▸ Dataset excerpts

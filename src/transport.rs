//! HTTP transport layer for LOGO! web communication.
//!
//! This module provides the [`Transport`] trait and [`HttpTransport`], its
//! default implementation. The transport layer is separated from the
//! protocol layer: it only knows how to POST a text body with a
//! `Security-Hint` header to a single endpoint and hand back the reply text.
//!
//! # Design
//!
//! - **Protocol agnostic** - Handles only request bodies and reply text
//! - **Synchronous** - Blocking request with configurable timeout
//! - **Simple** - One endpoint, no retries, no redirects of its own
//!
//! # Example
//!
//! ```no_run
//! use logo_web::{HttpTransport, Transport};
//! use std::time::Duration;
//!
//! let transport = HttpTransport::new("http://192.168.1.10/AJAX", Duration::from_secs(5)).unwrap();
//! let reply = transport.post("p", "UAMCHAL:3,4,1,2,3,4").unwrap();
//! ```

use std::time::Duration;

use log::trace;
use reqwest::blocking::Client as HttpClient;

use crate::error::Result;

/// Resource path of the control-plane endpoint.
pub const AJAX_PATH: &str = "/AJAX";

/// Header carrying either the handshake hint or the session token.
pub const SECURITY_HINT_HEADER: &str = "Security-Hint";

/// Default timeout for HTTP requests.
pub const DEFAULT_TIMEOUT: Duration = Duration::from_secs(5);

/// The request/response capability the protocol layer needs.
///
/// Implementations send `body` as a POST to [`endpoint`](Transport::endpoint)
/// with the [`SECURITY_HINT_HEADER`] set to `security_hint`, and return the
/// reply body as text.
pub trait Transport {
    /// Returns the URL requests are sent to.
    fn endpoint(&self) -> &str;

    /// Sends one request and waits for its reply.
    ///
    /// # Errors
    ///
    /// Returns `LogoError::Transport` or `LogoError::Timeout` if the exchange
    /// does not complete.
    fn post(&self, security_hint: &str, body: &str) -> Result<String>;
}

impl<T: Transport + ?Sized> Transport for &T {
    fn endpoint(&self) -> &str {
        (**self).endpoint()
    }

    fn post(&self, security_hint: &str, body: &str) -> Result<String> {
        (**self).post(security_hint, body)
    }
}

/// Blocking HTTP transport built on `reqwest`.
#[derive(Clone)]
pub struct HttpTransport {
    client: HttpClient,
    endpoint: String,
}

impl HttpTransport {
    /// Creates a transport posting to `endpoint`.
    ///
    /// # Errors
    ///
    /// Returns `LogoError::Transport` if the HTTP client cannot be built.
    pub fn new(endpoint: impl Into<String>, timeout: Duration) -> Result<Self> {
        let client = HttpClient::builder().timeout(timeout).build()?;

        Ok(Self {
            client,
            endpoint: endpoint.into(),
        })
    }

    /// Creates a transport with the default timeout.
    pub fn with_default_timeout(endpoint: impl Into<String>) -> Result<Self> {
        Self::new(endpoint, DEFAULT_TIMEOUT)
    }
}

impl Transport for HttpTransport {
    fn endpoint(&self) -> &str {
        &self.endpoint
    }

    fn post(&self, security_hint: &str, body: &str) -> Result<String> {
        trace!("POST {} ({} bytes)", self.endpoint, body.len());

        let response = self
            .client
            .post(&self.endpoint)
            .header(SECURITY_HINT_HEADER, security_hint)
            .body(body.to_owned())
            .send()?
            .error_for_status()?;

        Ok(response.text()?)
    }
}

impl std::fmt::Debug for HttpTransport {
    fn fmt(&self, f: &mut std::fmt::Formatter<'_>) -> std::fmt::Result {
        f.debug_struct("HttpTransport")
            .field("endpoint", &self.endpoint)
            .finish()
    }
}
//! # Siemens LOGO! Web Interface Library
//!
//! A Rust library for reading and writing Siemens LOGO! controller variables
//! through the controller's embedded web interface.
//!
//! This is a **protocol-only** library: no polling, schedulers, or
//! application-level features. Each call produces exactly 1 request and
//! 1 response. No automatic retries, caching, or re-authentication.
//!
//! ## Features
//!
//! - **Challenge/response login** - the password never leaves the client
//! - **Type-safe addressing** - variable kinds as an enum with fixed wire codes
//! - **No panics** - all errors returned as `Result<T, LogoError>`
//! - **Pluggable transport** - blocking HTTP by default, any [`Transport`] works
//!
//! ## Quick Start
//!
//! ```no_run
//! use logo_web::{Client, ClientConfig};
//!
//! fn main() -> logo_web::Result<()> {
//!     // Log in with the default Web User password ("webuser")
//!     let client = Client::connect(ClientConfig::new("192.168.1.10"))?;
//!
//!     // Switch output Q1 on
//!     client.set("Q1", 1)?;
//!
//!     // Read variable memory byte VM0
//!     let value = client.get("VM0")?;
//!     println!("VM0 = {}", value);
//!
//!     Ok(())
//! }
//! ```
//!
//! ## Variable Kinds
//!
//! | Kind | Description | Type Code |
//! |------|-------------|:---------:|
//! | [`VariableKind::VM`] | Variable Memory | 132 |
//! | [`VariableKind::I`] | Inputs | 129 |
//! | [`VariableKind::NetI`] | Network Inputs | 16 |
//! | [`VariableKind::Q`] | Outputs | 130 |
//! | [`VariableKind::NetQ`] | Network Outputs | 17 |
//! | [`VariableKind::M`] | Memory | 131 |
//! | [`VariableKind::AI`] | Analog Inputs | 18 |
//! | [`VariableKind::NetAI`] | Network Analog Inputs | 21 |
//! | [`VariableKind::AQ`] | Analog Outputs | 19 |
//! | [`VariableKind::NetAQ`] | Network Analog Outputs | 22 |
//! | [`VariableKind::AM`] | Analog Memory | 20 |
//!
//! A variable name is a kind followed by a decimal address: `"VM0"`,
//! `"Q3"`, `"NetAI12"`.
//!
//! ## Error Handling
//!
//! ```no_run
//! use logo_web::{Client, ClientConfig, LogoError};
//!
//! match Client::connect(ClientConfig::new("192.168.1.10").with_password("secret")) {
//!     Ok(client) => println!("connected: {:?}", client.session()),
//!     Err(LogoError::Authentication { stage, status }) => {
//!         println!("{} step rejected with status {}", stage, status);
//!     }
//!     Err(LogoError::Timeout) => println!("Communication timeout"),
//!     Err(e) => println!("Error: {}", e),
//! }
//! ```
//!
//! ## Logging
//!
//! The crate logs through the [`log`] facade: handshake steps and variable
//! access at `debug`, rejected handshakes and undecodable replies at `warn`.
//! Passwords and security tokens are never logged.

#![warn(clippy::all)]
#![warn(missing_docs)]
#![warn(rust_2018_idioms)]

pub mod auth;
mod client;
mod command;
mod error;
mod response;
mod transport;
pub mod utils;
mod variable;

#[cfg(test)]
mod testing;

// Public re-exports
pub use auth::{Authenticator, ChallengeNonces, Session, DEFAULT_PASSWORD};
pub use client::{Client, ClientConfig};
pub use command::{ChallengeRequest, GetVarsRequest, LoginRequest, SetVarsRequest, WEB_USER};
pub use error::{AuthStage, BoxError, LogoError, Result};
pub use response::{ChallengeResponse, LoginResponse, StatusLine, VarsResponse, SUCCESS_STATUS};
pub use transport::{HttpTransport, Transport, AJAX_PATH, DEFAULT_TIMEOUT, SECURITY_HINT_HEADER};
pub use variable::{VariableKind, VariableRef};
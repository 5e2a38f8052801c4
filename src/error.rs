//! Error types for the LOGO! web protocol.

use std::fmt;
use thiserror::Error;

/// Result type alias for LOGO! web operations.
pub type Result<T> = std::result::Result<T, LogoError>;

/// Boxed error produced by a [`Transport`](crate::Transport) implementation.
pub type BoxError = Box<dyn std::error::Error + Send + Sync + 'static>;

/// The handshake step that was rejected.
#[derive(Debug, Clone, Copy, PartialEq, Eq)]
pub enum AuthStage {
    /// The `UAMCHAL` challenge request.
    Challenge,
    /// The `UAMLOGIN` login request.
    Login,
}

impl fmt::Display for AuthStage {
    fn fmt(&self, f: &mut fmt::Formatter<'_>) -> fmt::Result {
        match self {
            AuthStage::Challenge => write!(f, "challenge"),
            AuthStage::Login => write!(f, "login"),
        }
    }
}

/// Errors that can occur while talking to a LOGO! web interface.
#[derive(Debug, Error)]
pub enum LogoError {
    /// The request/response exchange itself failed.
    #[error("Transport error: {reason}")]
    Transport {
        /// Description of the failure.
        reason: String,
        /// Underlying error reported by the transport, if any.
        #[source]
        source: Option<BoxError>,
    },

    /// The transport gave up waiting for the controller.
    #[error("Communication timeout")]
    Timeout,

    /// The controller rejected a handshake step or answered with an unexpected shape.
    #[error("Authentication failed at {stage} step: controller returned '{status}'")]
    Authentication {
        /// Handshake step that failed.
        stage: AuthStage,
        /// Raw status text returned by the controller.
        status: String,
    },

    /// A variable name could not be resolved to a kind and address.
    #[error("Variable error '{token}': {reason}")]
    Variable {
        /// The offending token.
        token: String,
        /// Why it was rejected.
        reason: String,
    },

    /// A response could not be decoded into the expected structure.
    #[error("Protocol error: {reason}")]
    Protocol {
        /// Description of the decoding failure.
        reason: String,
    },
}

impl LogoError {
    /// Creates a new `Transport` error without an underlying source.
    ///
    /// # Example
    ///
    /// ```
    /// use logo_web::LogoError;
    ///
    /// let err = LogoError::transport("connection refused");
    /// assert_eq!(err.to_string(), "Transport error: connection refused");
    /// ```
    pub fn transport(reason: impl Into<String>) -> Self {
        Self::Transport {
            reason: reason.into(),
            source: None,
        }
    }

    /// Creates a new `Transport` error wrapping an underlying source.
    pub fn transport_with_source(reason: impl Into<String>, source: impl Into<BoxError>) -> Self {
        Self::Transport {
            reason: reason.into(),
            source: Some(source.into()),
        }
    }

    /// Creates a new `Authentication` error.
    ///
    /// # Example
    ///
    /// ```
    /// use logo_web::{AuthStage, LogoError};
    ///
    /// let err = LogoError::authentication(AuthStage::Challenge, "500");
    /// ```
    pub fn authentication(stage: AuthStage, status: impl Into<String>) -> Self {
        Self::Authentication {
            stage,
            status: status.into(),
        }
    }

    /// Creates a new `Variable` error.
    ///
    /// # Example
    ///
    /// ```
    /// use logo_web::LogoError;
    ///
    /// let err = LogoError::variable("XX", "unsupported variable kind");
    /// ```
    pub fn variable(token: impl Into<String>, reason: impl Into<String>) -> Self {
        Self::Variable {
            token: token.into(),
            reason: reason.into(),
        }
    }

    /// Creates a new `Protocol` error.
    pub fn protocol(reason: impl Into<String>) -> Self {
        Self::Protocol {
            reason: reason.into(),
        }
    }
}

impl From<reqwest::Error> for LogoError {
    fn from(error: reqwest::Error) -> Self {
        if error.is_timeout() {
            return Self::Timeout;
        }
        let reason = match error.status() {
            Some(status) => format!("HTTP {}", status.as_u16()),
            None => error.to_string(),
        };
        Self::transport_with_source(reason, error)
    }
}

▸ What to work on
Each line from the beginning of the entries to the line with "separated from the" must be repeated exactly, with both end lines kept and no other lines given.

▸ Written response
filename src/transport.rs
//! HTTP transport layer for LOGO! web communication.
//!
//! This module provides the [`Transport`] trait and [`HttpTransport`], its
//! default implementation. The transport layer is separated from the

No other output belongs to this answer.